The problem: Which lines have the string "Duration"? Copy all of them from the entries below.

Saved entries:
----

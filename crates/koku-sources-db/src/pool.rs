//! Connection pool wrapper.

use std::time::Duration;

use sqlx::postgres::{PgPool, PgPoolOptions};

use crate::error::DbError;

/// PostgreSQL connection pool shared by every store handle.
#[derive(Debug, Clone)]
pub struct DbPool {
    inner: PgPool,
}

impl DbPool {
    /// Connect to the database at `url` with at most `max_connections`.
    ///
    /// # Errors
    ///
    /// Returns `DbError::ConnectionFailed` if the first connection cannot
    /// be established.
    pub async fn connect(url: &str, max_connections: u32) -> Result<Self, DbError> {
        let inner = PgPoolOptions::new()
            .max_connections(max_connections)
            .acquire_timeout(Duration::from_secs(5))
            .connect(url)
            .await
            .map_err(DbError::ConnectionFailed)?;

        tracing::info!(max_connections, "Database connection established");
        Ok(Self { inner })
    }

    /// Wrap an existing pool.
    #[must_use]
    pub fn from_pool(inner: PgPool) -> Self {
        Self { inner }
    }

    /// Borrow the underlying `SQLx` pool.
    #[must_use]
    pub fn inner(&self) -> &PgPool {
        &self.inner
    }

    /// Close every connection in the pool.
    pub async fn close(&self) {
        self.inner.close().await;
    }
}
//! Execution tasks.

use koku_sources_db::SourceRecord;

/// Provider operation to perform for a source.
#[derive(Debug, Clone, Copy, PartialEq, Eq, Hash, PartialOrd, Ord)]
pub enum Operation {
    Destroy,
    Update,
    Create,
}

impl Operation {
    /// The operation a record's pending flags call for.
    ///
    /// Delete dominates update, which dominates create.
    #[must_use]
    pub fn for_record(record: &SourceRecord) -> Option<Self> {
        if record.pending_delete {
            Some(Self::Destroy)
        } else if record.pending_update {
            Some(Self::Update)
        } else if record.pending_create {
            Some(Self::Create)
        } else {
            None
        }
    }

    #[must_use]
    pub fn as_str(&self) -> &'static str {
        match self {
            Self::Destroy => "destroy",
            Self::Update => "update",
            Self::Create => "create",
        }
    }
}

impl std::fmt::Display for Operation {
    fn fmt(&self, f: &mut std::fmt::Formatter<'_>) -> std::fmt::Result {
        f.write_str(self.as_str())
    }
}

/// One item on the execution queue.
///
/// Tasks carry only the source ID; the worker re-reads the record before
/// acting, so a stale task can never overwrite newer state.
#[derive(Debug, Clone, Copy, PartialEq, Eq, Hash)]
pub struct SyncTask {
    pub source_id: i64,
    pub operation: Operation,
}

impl SyncTask {
    #[must_use]
    pub fn new(source_id: i64, operation: Operation) -> Self {
        Self {
            source_id,
            operation,
        }
    }

    /// Task for a record's pending state, if any.
    #[must_use]
    pub fn for_record(record: &SourceRecord) -> Option<Self> {
        Operation::for_record(record).map(|op| Self::new(record.source_id, op))
    }
}

#[cfg(test)]
mod tests {
    use super::*;

    #[test]
    fn test_delete_dominates() {
        let mut record = SourceRecord::new_pending(1, None, 0);
        record.pending_update = true;
        record.pending_delete = true;
        assert_eq!(Operation::for_record(&record), Some(Operation::Destroy));

        record.pending_delete = false;
        assert_eq!(Operation::for_record(&record), Some(Operation::Update));

        record.pending_update = false;
        assert_eq!(Operation::for_record(&record), Some(Operation::Create));

        record.pending_create = false;
        assert_eq!(Operation::for_record(&record), None);
    }

    #[test]
    fn test_ordering_puts_destroy_first() {
        let mut ops = vec![Operation::Create, Operation::Destroy, Operation::Update];
        ops.sort();
        assert_eq!(ops, vec![Operation::Destroy, Operation::Update, Operation::Create]);
    }
}
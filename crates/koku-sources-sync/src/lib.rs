//! # koku-sources-sync
//!
//! Synchronization engine for the koku sources integration.
//!
//! Events classified off the broker are enriched from the source registry
//! and persisted as [`SourceRecord`](koku_sources_db::SourceRecord) flags.
//! The flags become [`SyncTask`]s that create, update or destroy providers
//! in the cost management provider-management API.
//!
//! ## Example
//!
//! ```rust,ignore
//! use koku_sources_sync::{SyncConfig, SyncEngine};
//! use tokio_util::sync::CancellationToken;
//!
//! let shutdown = CancellationToken::new();
//! let (engine, workers) = SyncEngine::new(store, sources, providers, SyncConfig::default(), shutdown.clone());
//!
//! engine.load_pending().await?;
//! tokio::spawn(workers.run());
//!
//! // Feed classified events from the broker consumer.
//! engine.accept(event).await?;
//! ```

pub mod config;
pub mod engine;
pub mod enrichment;
pub mod error;
pub mod execution;
pub mod loader;
pub mod operation;
pub mod retry;

pub use config::{SyncConfig, DEFAULT_FAKE_HEADER};
pub use engine::{EngineWorkers, SyncEngine};
pub use enrichment::{Admission, Enricher};
pub use error::{SyncError, SyncResult};
pub use execution::{provider_request, ExecutionOutcome, Executor, SkipReason};
pub use loader::{PendingLoader, SweepPlan};
pub use operation::{Operation, SyncTask};
pub use retry::RetryScheduler;
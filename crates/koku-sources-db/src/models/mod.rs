//! Database models.

pub mod source;

pub use source::{SourceRecord, SourceType};
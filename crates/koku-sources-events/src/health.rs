//! Broker connectivity status.

use serde::{Deserialize, Serialize};

/// Health status of the Kafka connection.
#[derive(Debug, Clone, Serialize, Deserialize)]
pub struct HealthStatus {
    /// Whether metadata could be fetched.
    pub connected: bool,
    /// Number of brokers discovered.
    pub brokers: usize,
    /// Whether the subscribed topic exists on the cluster.
    pub topic_present: bool,
}

impl HealthStatus {
    /// Check if the connection is usable for consumption.
    #[must_use]
    pub fn is_healthy(&self) -> bool {
        self.connected && self.brokers > 0
    }
}

#[cfg(test)]
mod tests {
    use super::*;

    #[test]
    fn test_health_status_healthy() {
        let status = HealthStatus {
            connected: true,
            brokers: 3,
            topic_present: true,
        };
        assert!(status.is_healthy());
    }

    #[test]
    fn test_missing_topic_is_still_healthy() {
        // The topic can be auto-created on first subscribe.
        let status = HealthStatus {
            connected: true,
            brokers: 1,
            topic_present: false,
        };
        assert!(status.is_healthy());
    }

    #[test]
    fn test_health_status_no_brokers() {
        let status = HealthStatus {
            connected: true,
            brokers: 0,
            topic_present: false,
        };
        assert!(!status.is_healthy());
    }
}
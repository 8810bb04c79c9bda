//! In-memory [`SourceStore`].
//!
//! Mirrors the semantics of [`PgSourceStore`](crate::PgSourceStore) over a
//! `BTreeMap`, so records iterate in `source_id` order. Used by the sync
//! engine tests and for dry runs without a database.

use std::collections::BTreeMap;

use async_trait::async_trait;
use chrono::Utc;
use tokio::sync::RwLock;
use uuid::Uuid;

use crate::error::{DbError, DbResult};
use crate::models::{SourceRecord, SourceType};
use crate::store::SourceStore;

/// Source store held in process memory.
#[derive(Debug, Default)]
pub struct MemorySourceStore {
    records: RwLock<BTreeMap<i64, SourceRecord>>,
}

impl MemorySourceStore {
    /// Create an empty store.
    #[must_use]
    pub fn new() -> Self {
        Self::default()
    }

    /// Create a store seeded with records.
    #[must_use]
    pub fn with_records(records: impl IntoIterator<Item = SourceRecord>) -> Self {
        let records = records.into_iter().map(|r| (r.source_id, r)).collect();
        Self {
            records: RwLock::new(records),
        }
    }

    /// Number of stored records.
    pub async fn len(&self) -> usize {
        self.records.read().await.len()
    }

    /// Whether the store is empty.
    pub async fn is_empty(&self) -> bool {
        self.records.read().await.is_empty()
    }

    async fn modify<F>(&self, source_id: i64, f: F) -> DbResult<()>
    where
        F: FnOnce(&mut SourceRecord) + Send,
    {
        let mut records = self.records.write().await;
        let record = records
            .get_mut(&source_id)
            .ok_or(DbError::NotFound(source_id))?;
        f(record);
        record.updated_at = Utc::now();
        Ok(())
    }
}

#[async_trait]
impl SourceStore for MemorySourceStore {
    async fn upsert_pending_create(
        &self,
        source_id: i64,
        auth_header: Option<&str>,
        offset: i64,
    ) -> DbResult<bool> {
        let mut records = self.records.write().await;
        if let Some(record) = records.get_mut(&source_id) {
            record.offset = record.offset.max(offset);
            return Ok(false);
        }
        records.insert(
            source_id,
            SourceRecord::new_pending(source_id, auth_header.map(str::to_string), offset),
        );
        Ok(true)
    }

    async fn mark_pending_update(&self, source_id: i64, offset: i64) -> DbResult<bool> {
        let mut records = self.records.write().await;
        match records.get_mut(&source_id) {
            Some(record) if record.is_provisioned() => {
                record.pending_update = true;
                record.offset = record.offset.max(offset);
                record.updated_at = Utc::now();
                Ok(true)
            }
            _ => Ok(false),
        }
    }

    async fn mark_pending_delete(&self, source_id: i64, offset: i64) -> DbResult<bool> {
        let mut records = self.records.write().await;
        match records.get_mut(&source_id) {
            Some(record) => {
                record.pending_delete = true;
                record.offset = record.offset.max(offset);
                record.updated_at = Utc::now();
                Ok(true)
            }
            None => Ok(false),
        }
    }

    async fn set_type_and_context(
        &self,
        source_id: i64,
        name: &str,
        source_type: SourceType,
        endpoint_id: i64,
    ) -> DbResult<()> {
        self.modify(source_id, |record| {
            record.name = Some(name.to_string());
            record.source_type = source_type;
            record.endpoint_id = Some(endpoint_id);
        })
        .await
    }

    async fn set_authentication(
        &self,
        source_id: i64,
        authentication: &serde_json::Value,
    ) -> DbResult<()> {
        let authentication = authentication.clone();
        self.modify(source_id, move |record| {
            record.authentication = Some(authentication);
        })
        .await
    }

    async fn set_billing_source(
        &self,
        source_id: i64,
        billing_source: &serde_json::Value,
    ) -> DbResult<()> {
        let billing_source = billing_source.clone();
        self.modify(source_id, move |record| {
            record.billing_source = Some(billing_source);
        })
        .await
    }

    async fn set_provider_uuid(&self, source_id: i64, provider_uuid: Uuid) -> DbResult<()> {
        self.modify(source_id, |record| {
            record.provider_uuid = Some(provider_uuid);
            record.pending_create = false;
        })
        .await
    }

    async fn clear_update_flag(&self, source_id: i64) -> DbResult<()> {
        let mut records = self.records.write().await;
        if let Some(record) = records.get_mut(&source_id) {
            if record.pending_update {
                record.pending_update = false;
                record.updated_at = Utc::now();
            }
        }
        Ok(())
    }

    async fn remove(&self, source_id: i64) -> DbResult<bool> {
        Ok(self.records.write().await.remove(&source_id).is_some())
    }

    async fn get(&self, source_id: i64) -> DbResult<Option<SourceRecord>> {
        Ok(self.records.read().await.get(&source_id).cloned())
    }

    async fn load_pending(&self) -> DbResult<Vec<SourceRecord>> {
        Ok(self
            .records
            .read()
            .await
            .values()
            .filter(|r| r.has_pending())
            .cloned()
            .collect())
    }

    async fn lookup_source_type(&self, source_id: i64) -> DbResult<Option<SourceType>> {
        Ok(self
            .records
            .read()
            .await
            .get(&source_id)
            .map(|r| r.source_type))
    }

    async fn lookup_source_for_endpoint(&self, endpoint_id: i64) -> DbResult<Option<i64>> {
        Ok(self
            .records
            .read()
            .await
            .values()
            .find(|r| r.endpoint_id == Some(endpoint_id))
            .map(|r| r.source_id))
    }
}
//! # koku-sources-db
//!
//! Source record store for the koku sources integration.
//!
//! The `sources` table holds one row per external source: its registry
//! identifiers, the credential and billing payloads gathered during
//! enrichment, the provider UUID once the provider exists, and the
//! pending create/update/delete flags that drive synchronization.
//!
//! ## Example
//!
//! ```rust,ignore
//! use koku_sources_db::{run_migrations, DbPool, PgSourceStore, SourceStore};
//!
//! let pool = DbPool::connect("postgres://localhost/koku", 10).await?;
//! run_migrations(&pool).await?;
//!
//! let store = PgSourceStore::new(pool);
//! store.upsert_pending_create(42, Some(identity), offset).await?;
//! for record in store.load_pending().await? {
//!     println!("{} pending", record.source_id);
//! }
//! ```

pub mod error;
pub mod memory;
pub mod migrations;
pub mod models;
pub mod pool;
pub mod store;

pub use error::{DbError, DbResult};
pub use memory::MemorySourceStore;
pub use migrations::run_migrations;
pub use models::{SourceRecord, SourceType};
pub use pool::DbPool;
pub use store::{PgSourceStore, SourceStore};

----

Solved problem:
use std::time::Duration;
            .acquire_timeout(Duration::from_secs(5))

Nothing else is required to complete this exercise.